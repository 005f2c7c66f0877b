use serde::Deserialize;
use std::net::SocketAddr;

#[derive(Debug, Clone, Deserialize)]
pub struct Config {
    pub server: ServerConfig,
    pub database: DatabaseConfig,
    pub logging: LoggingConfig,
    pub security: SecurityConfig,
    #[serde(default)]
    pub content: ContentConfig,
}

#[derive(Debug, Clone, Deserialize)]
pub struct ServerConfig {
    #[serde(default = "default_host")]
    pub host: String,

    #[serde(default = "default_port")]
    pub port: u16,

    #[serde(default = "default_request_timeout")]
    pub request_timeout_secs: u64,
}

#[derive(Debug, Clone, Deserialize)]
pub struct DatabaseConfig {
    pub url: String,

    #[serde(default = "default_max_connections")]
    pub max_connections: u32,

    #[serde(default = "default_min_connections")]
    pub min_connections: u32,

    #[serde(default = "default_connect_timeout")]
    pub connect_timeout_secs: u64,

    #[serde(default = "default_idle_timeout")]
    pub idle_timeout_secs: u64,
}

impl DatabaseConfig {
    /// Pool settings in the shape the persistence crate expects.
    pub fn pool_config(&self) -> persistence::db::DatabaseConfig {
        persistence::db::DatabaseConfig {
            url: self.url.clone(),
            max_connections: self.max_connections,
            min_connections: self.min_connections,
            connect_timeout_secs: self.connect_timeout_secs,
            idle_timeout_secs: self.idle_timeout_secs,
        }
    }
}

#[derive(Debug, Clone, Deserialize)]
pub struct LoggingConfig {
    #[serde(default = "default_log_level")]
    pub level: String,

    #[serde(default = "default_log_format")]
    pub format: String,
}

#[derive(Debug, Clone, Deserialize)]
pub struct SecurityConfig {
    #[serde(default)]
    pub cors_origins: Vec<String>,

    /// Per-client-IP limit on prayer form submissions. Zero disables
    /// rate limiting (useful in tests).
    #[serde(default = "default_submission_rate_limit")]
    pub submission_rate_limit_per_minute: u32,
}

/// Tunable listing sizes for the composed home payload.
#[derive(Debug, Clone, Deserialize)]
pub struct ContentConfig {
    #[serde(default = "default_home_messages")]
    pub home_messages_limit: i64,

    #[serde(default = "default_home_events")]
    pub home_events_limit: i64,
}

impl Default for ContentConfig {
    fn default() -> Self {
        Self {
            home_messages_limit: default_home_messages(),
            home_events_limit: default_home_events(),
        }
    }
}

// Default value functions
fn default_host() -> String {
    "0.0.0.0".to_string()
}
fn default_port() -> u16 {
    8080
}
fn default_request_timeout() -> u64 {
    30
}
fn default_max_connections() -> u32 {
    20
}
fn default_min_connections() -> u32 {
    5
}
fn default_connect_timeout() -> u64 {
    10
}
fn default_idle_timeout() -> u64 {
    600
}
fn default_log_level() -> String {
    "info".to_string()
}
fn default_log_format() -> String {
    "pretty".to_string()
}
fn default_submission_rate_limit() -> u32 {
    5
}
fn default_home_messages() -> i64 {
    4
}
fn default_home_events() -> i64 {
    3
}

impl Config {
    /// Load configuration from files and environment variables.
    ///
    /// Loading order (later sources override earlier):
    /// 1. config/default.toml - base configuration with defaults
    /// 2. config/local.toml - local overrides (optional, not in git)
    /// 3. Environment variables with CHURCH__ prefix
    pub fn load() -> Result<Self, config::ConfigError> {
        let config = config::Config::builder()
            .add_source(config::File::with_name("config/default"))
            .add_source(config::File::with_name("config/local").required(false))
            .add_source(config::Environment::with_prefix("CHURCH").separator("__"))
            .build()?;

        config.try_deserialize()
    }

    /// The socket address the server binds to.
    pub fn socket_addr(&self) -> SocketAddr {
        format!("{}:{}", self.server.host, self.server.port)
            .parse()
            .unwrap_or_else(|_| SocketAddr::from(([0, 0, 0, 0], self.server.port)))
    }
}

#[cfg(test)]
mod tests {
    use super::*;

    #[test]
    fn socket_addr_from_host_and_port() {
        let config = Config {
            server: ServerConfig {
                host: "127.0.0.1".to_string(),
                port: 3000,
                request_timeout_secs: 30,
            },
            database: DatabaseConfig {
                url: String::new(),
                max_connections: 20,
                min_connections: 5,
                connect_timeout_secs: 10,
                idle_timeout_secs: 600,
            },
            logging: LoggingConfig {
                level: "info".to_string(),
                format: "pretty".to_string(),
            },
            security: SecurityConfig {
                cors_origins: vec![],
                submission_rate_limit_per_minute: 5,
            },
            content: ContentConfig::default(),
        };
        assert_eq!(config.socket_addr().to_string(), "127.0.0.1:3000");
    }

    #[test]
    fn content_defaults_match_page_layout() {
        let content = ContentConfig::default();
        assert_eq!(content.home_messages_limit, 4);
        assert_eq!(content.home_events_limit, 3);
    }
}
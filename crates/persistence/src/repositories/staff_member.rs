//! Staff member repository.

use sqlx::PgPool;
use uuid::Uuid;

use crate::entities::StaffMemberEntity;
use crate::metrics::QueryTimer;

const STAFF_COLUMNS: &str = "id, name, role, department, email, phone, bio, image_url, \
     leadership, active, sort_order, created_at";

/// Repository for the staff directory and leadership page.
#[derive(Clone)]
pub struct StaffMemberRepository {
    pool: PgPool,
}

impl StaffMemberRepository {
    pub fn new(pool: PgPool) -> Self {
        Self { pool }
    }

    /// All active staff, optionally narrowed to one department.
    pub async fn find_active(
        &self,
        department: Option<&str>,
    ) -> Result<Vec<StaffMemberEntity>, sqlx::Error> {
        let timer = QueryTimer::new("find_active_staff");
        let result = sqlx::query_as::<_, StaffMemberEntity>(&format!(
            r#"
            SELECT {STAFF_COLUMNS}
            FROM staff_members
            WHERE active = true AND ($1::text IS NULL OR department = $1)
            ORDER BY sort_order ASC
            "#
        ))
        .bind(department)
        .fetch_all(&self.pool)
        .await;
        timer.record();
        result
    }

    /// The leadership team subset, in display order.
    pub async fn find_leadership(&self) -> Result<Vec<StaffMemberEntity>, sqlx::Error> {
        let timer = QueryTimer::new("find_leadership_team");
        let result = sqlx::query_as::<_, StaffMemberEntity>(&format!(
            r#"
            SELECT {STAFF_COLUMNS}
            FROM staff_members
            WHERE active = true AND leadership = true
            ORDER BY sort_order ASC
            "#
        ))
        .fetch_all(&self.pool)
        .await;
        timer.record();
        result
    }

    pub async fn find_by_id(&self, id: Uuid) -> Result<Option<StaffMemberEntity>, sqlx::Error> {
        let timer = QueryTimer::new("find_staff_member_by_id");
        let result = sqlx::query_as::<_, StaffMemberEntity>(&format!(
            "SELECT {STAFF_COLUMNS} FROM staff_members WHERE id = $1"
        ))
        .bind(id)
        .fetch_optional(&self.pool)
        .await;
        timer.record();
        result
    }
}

* * *

All the entries above should come back exactly as they are written.

repository 005f2c7c66f0877b
use serde::Deserialize;
use std::net::SocketAddr;

#[derive(Debug, Clone, Deserialize)]
pub struct Config {
    pub server: ServerConfig,
    pub database: DatabaseConfig,
    pub logging: LoggingConfig,
    pub security: SecurityConfig,
    #[serde(default)]
    pub content: ContentConfig,
}

#[derive(Debug, Clone, Deserialize)]
pub struct ServerConfig {
    #[serde(default = "default_host")]
    pub host: String,

    #[serde(default = "default_port")]
    pub port: u16,

    #[serde(default = "default_request_timeout")]
    pub request_timeout_secs: u64,
}

#[derive(Debug, Clone, Deserialize)]
pub struct DatabaseConfig {
    pub url: String,

    #[serde(default = "default_max_connections")]
    pub max_connections: u32,

    #[serde(default = "default_min_connections")]
    pub min_connections: u32,

    #[serde(default = "default_connect_timeout")]
    pub connect_timeout_secs: u64,

    #[serde(default = "default_idle_timeout")]
    pub idle_timeout_secs: u64,
}

impl DatabaseConfig {
    /// Pool settings in the shape the persistence crate expects.
    pub fn pool_config(&self) -> persistence::db::DatabaseConfig {
        persistence::db::DatabaseConfig {
            url: self.url.clone(),
            max_connections: self.max_connections,
            min_connections: self.min_connections,
            connect_timeout_secs: self.connect_timeout_secs,
            idle_timeout_secs: self.idle_timeout_secs,
        }
    }
}

#[derive(Debug, Clone, Deserialize)]
pub struct LoggingConfig {
    #[serde(default = "default_log_level")]
    pub level: String,

    #[serde(default = "default_log_format")]
    pub format: String,
}

#[derive(Debug, Clone, Deserialize)]
pub struct SecurityConfig {
    #[serde(default)]
    pub cors_origins: Vec<String>,

    /// Per-client-IP limit on prayer form submissions. Zero disables
    /// rate limiting (useful in tests).
    #[serde(default = "default_submission_rate_limit")]
    pub submission_rate_limit_per_minute: u32,
}

/// Tunable listing sizes for the composed home payload.
#[derive(Debug, Clone, Deserialize)]
pub struct ContentConfig {
    #[serde(default = "default_home_messages")]
    pub home_messages_limit: i64,

    #[serde(default = "default_home_events")]
    pub home_events_limit: i64,
}

impl Default for ContentConfig {
    fn default() -> Self {
        Self {
            home_messages_limit: default_home_messages(),
            home_events_limit: default_home_events(),
        }
    }
}

// Default value functions
fn default_host() -> String {
    "0.0.0.0".to_string()
}
fn default_port() -> u16 {
    8080
}
fn default_request_timeout() -> u64 {
    30
}
fn default_max_connections() -> u32 {
    20
}
fn default_min_connections() -> u32 {
    5
}
fn default_connect_timeout() -> u64 {
    10
}
fn default_idle_timeout() -> u64 {
    600
}
fn default_log_level() -> String {
    "info".to_string()
}
fn default_log_format() -> String {
    "pretty".to_string()
}
fn default_submission_rate_limit() -> u32 {
    5
}
fn default_home_messages() -> i64 {
    4
}
fn default_home_events() -> i64 {
    3
}

impl Config {
    /// Load configuration from files and environment variables.
    ///
    /// Loading order (later sources override earlier):
    /// 1. config/default.toml - base configuration with defaults
    /// 2. config/local.toml - local overrides (optional, not in git)
    /// 3. Environment variables with CHURCH__ prefix
    pub fn load() -> Result<Self, config::ConfigError> {
        let config = config::Config::builder()
            .add_source(config::File::with_name("config/default"))
            .add_source(config::File::with_name("config/local").required(false))
            .add_source(config::Environment::with_prefix("CHURCH").separator("__"))
            .build()?;

        config.try_deserialize()
    }

    /// The socket address the server binds to.
    pub fn socket_addr(&self) -> SocketAddr {
        format!("{}:{}", self.server.host, self.server.port)
            .parse()
            .unwrap_or_else(|_| SocketAddr::from(([0, 0, 0, 0], self.server.port)))
    }
}

#[cfg(test)]
mod tests {
    use super::*;

    #[test]
    fn socket_addr_from_host_and_port() {
        let config = Config {
            server: ServerConfig {
                host: "127.0.0.1".to_string(),
                port: 3000,
                request_timeout_secs: 30,
            },
            database: DatabaseConfig {
                url: String::new(),
                max_connections: 20,
                min_connections: 5,
                connect_timeout_secs: 10,
                idle_timeout_secs: 600,
            },
            logging: LoggingConfig {
                level: "info".to_string(),
                format: "pretty".to_string(),
            },
            security: SecurityConfig {
                cors_origins: vec![],
                submission_rate_limit_per_minute: 5,
            },
            content: ContentConfig::default(),
        };
        assert_eq!(config.socket_addr().to_string(), "127.0.0.1:3000");
    }

    #[test]
    fn content_defaults_match_page_layout() {
        let content = ContentConfig::default();
        assert_eq!(content.home_messages_limit, 4);
        assert_eq!(content.home_events_limit, 3);
    }
}
filename crates/persistence/src/repositories/staff_member.rs
//! Staff member repository.

use sqlx::PgPool;
use uuid::Uuid;

use crate::entities::StaffMemberEntity;
use crate::metrics::QueryTimer;

const STAFF_COLUMNS: &str = "id, name, role, department, email, phone, bio, image_url, \
     leadership, active, sort_order, created_at";

/// Repository for the staff directory and leadership page.
#[derive(Clone)]
pub struct StaffMemberRepository {
    pool: PgPool,
}

impl StaffMemberRepository {
    pub fn new(pool: PgPool) -> Self {
        Self { pool }
    }

    /// All active staff, optionally narrowed to one department.
    pub async fn find_active(
        &self,
        department: Option<&str>,
    ) -> Result<Vec<StaffMemberEntity>, sqlx::Error> {
        let timer = QueryTimer::new("find_active_staff");
        let result = sqlx::query_as::<_, StaffMemberEntity>(&format!(
            r#"
            SELECT {STAFF_COLUMNS}
            FROM staff_members
            WHERE active = true AND ($1::text IS NULL OR department = $1)
            ORDER BY sort_order ASC
            "#
        ))
        .bind(department)
        .fetch_all(&self.pool)
        .await;
        timer.record();
        result
    }

    /// The leadership team subset, in display order.
    pub async fn find_leadership(&self) -> Result<Vec<StaffMemberEntity>, sqlx::Error> {
        let timer = QueryTimer::new("find_leadership_team");
        let result = sqlx::query_as::<_, StaffMemberEntity>(&format!(
            r#"
            SELECT {STAFF_COLUMNS}
            FROM staff_members
            WHERE active = true AND leadership = true
            ORDER BY sort_order ASC
            "#
        ))
        .fetch_all(&self.pool)
        .await;
        timer.record();
        result
    }

    pub async fn find_by_id(&self, id: Uuid) -> Result<Option<StaffMemberEntity>, sqlx::Error> {
        let timer = QueryTimer::new("find_staff_member_by_id");
        let result = sqlx::query_as::<_, StaffMemberEntity>(&format!(
            "SELECT {STAFF_COLUMNS} FROM staff_members WHERE id = $1"
        ))
        .bind(id)
        .fetch_optional(&self.pool)
        .await;
        timer.record();
        result
    }
}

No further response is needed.